Los Angeles based media convention Digital Entertainment World went virtual this year. The 5-day conference focused on management topics and reflected the shifts caused by the acceleration of digitization under pandemic conditions. Each day was dedicated to another media section, all together represented the region’s enormous scope of media activities, all separately drifted on their own way to the Metaverse.
Epic Games’ opening keynote provided a framework for the fundamental moves and shakes in America’s entertainment capital: the gamification of film production and event organization, fueled by actual digitization necessities, leading to computer generated activity platforms as harbingers of the Metaverse – with their Unreal game engine centered at the crossroads of media production pipelines.

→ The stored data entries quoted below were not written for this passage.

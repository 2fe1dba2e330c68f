//! Registry activity adapter.
//!
//! Decodes registry key last-write records. Key paths are normalized
//! (hive abbreviations expanded, repeated separators collapsed) so the
//! same key always yields the same event text regardless of which
//! query surface produced it.

use serde::{Deserialize, Serialize};

use crate::types::{Provenance, RawIdentity, RawRecord, RawTimestamp};

use super::{ArtifactAdapter, SourceError, DEFAULT_RECORD_CAP};

/// One registry key record from the provider.
#[derive(Debug, Clone, Serialize, Deserialize)]
pub struct RegistryKeyRecord {
    /// Full key path, possibly with an abbreviated hive prefix.
    pub key_path: String,
    /// Key last-write time.
    pub last_write: RawTimestamp,
    /// Number of values under the key, when the provider reports it.
    pub value_count: Option<u32>,
}

/// Adapter over a registry query provider.
pub struct RegistryAdapter<I> {
    records: I,
    cap: usize,
}

impl<I> RegistryAdapter<I> {
    /// Wrap a provider iterator with the default record cap.
    pub fn new(records: I) -> Self {
        Self { records, cap: DEFAULT_RECORD_CAP }
    }

    /// Override the record cap.
    pub fn with_record_cap(mut self, cap: usize) -> Self {
        self.cap = cap;
        self
    }
}

impl<I> ArtifactAdapter for RegistryAdapter<I>
where
    I: Iterator<Item = Result<RegistryKeyRecord, SourceError>> + Send,
{
    fn provenance(&self) -> Provenance {
        Provenance::RegistryActivity
    }

    fn label(&self) -> &str {
        "registry keys"
    }

    fn record_cap(&self) -> usize {
        self.cap
    }

    fn next_record(&mut self) -> Result<Option<RawRecord>, SourceError> {
        let Some(entry) = self.records.next() else {
            return Ok(None);
        };
        let entry = entry?;

        if entry.key_path.trim().is_empty() {
            return Err(SourceError::CorruptRecord("registry record has no key path".to_string()));
        }

        let key = normalize_key_path(&entry.key_path);
        let detail = match entry.value_count {
            Some(n) => format!("Registry key last modified: {key} ({n} values)"),
            None => format!("Registry key last modified: {key}"),
        };

        Ok(Some(RawRecord::single(
            "KeyModified",
            entry.last_write,
            RawIdentity::Named("(system)".to_string()),
            key,
            detail,
        )))
    }
}

/// Expand hive abbreviations and collapse repeated path separators.
fn normalize_key_path(path: &str) -> String {
    let collapse = regex_lite::Regex::new(r"\\{2,}").unwrap();
    let collapsed = collapse.replace_all(path.trim(), r"\").to_string();

    for (abbrev, full) in [
        ("HKLM", "HKEY_LOCAL_MACHINE"),
        ("HKCU", "HKEY_CURRENT_USER"),
        ("HKCR", "HKEY_CLASSES_ROOT"),
        ("HKU", "HKEY_USERS"),
    ] {
        if let Some(rest) = collapsed.strip_prefix(abbrev) {
            if rest.is_empty() || rest.starts_with('\\') {
                return format!("{full}{rest}");
            }
        }
    }
    collapsed
}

The following expert panels dived deeper into specific aspects of this major shift from locality to virtuality. They discussed the perspectives and consequences for film production and streaming services, for esports and gaming, for payment structures, audio broadcasting and music promotion. Most panels referred only briefly to retrospection of the pandemic. The focus was on change management in the understanding and preservation of these shifts and their substantial and long-lasting effects. Games, serial streaming and social audio networking clearly were on the upside. Now, they need to develop strategies to maintain new subscribers and casual audiences if they want to keep their current advantages and progression.
VR productions were seen as an integral part of the digital media landscape, strongly related to Hollywood franchises and promotion enhancements in the media mix. A panel with VR game companies sorted out the ongoing drive for digitization and the problems this caused for VR by being constrained to screened representation only. Their solution seems to go for a playful coexistence between immersive headsets and gaming screens on cooperative playgrounds.
The conference concluded with an interesting discussion on virtual music promotion circling around the Metaverse topic again. The music concerts business was hit the hardest by the lockdown situations, after the digitization already drained their sources of income from selling records some time ago. But this sector also seems to be the most actively experimenting one with the upcoming perspectives of virtualization, including a more radical and consistent approach to VR than even Epic Games seems to envision. Among all these multi-media, cross-media and trans-media convergences, their engine platform still lacks a viable VR editor for fully immersive production, an asset that I would assume indispensable for setting up a meta level.
Digital Entertainment World presented an impressive line-up of reflections, exchanges and perspectives of the vivid Southern Californian media community. Gamification and streaming trends signified additional diversification possibilities for Hollywood’s dream factory outlets. But the established success story of screening experiences entertains variation more than innovation and may even turn into a handicap on the road to the Metaverse.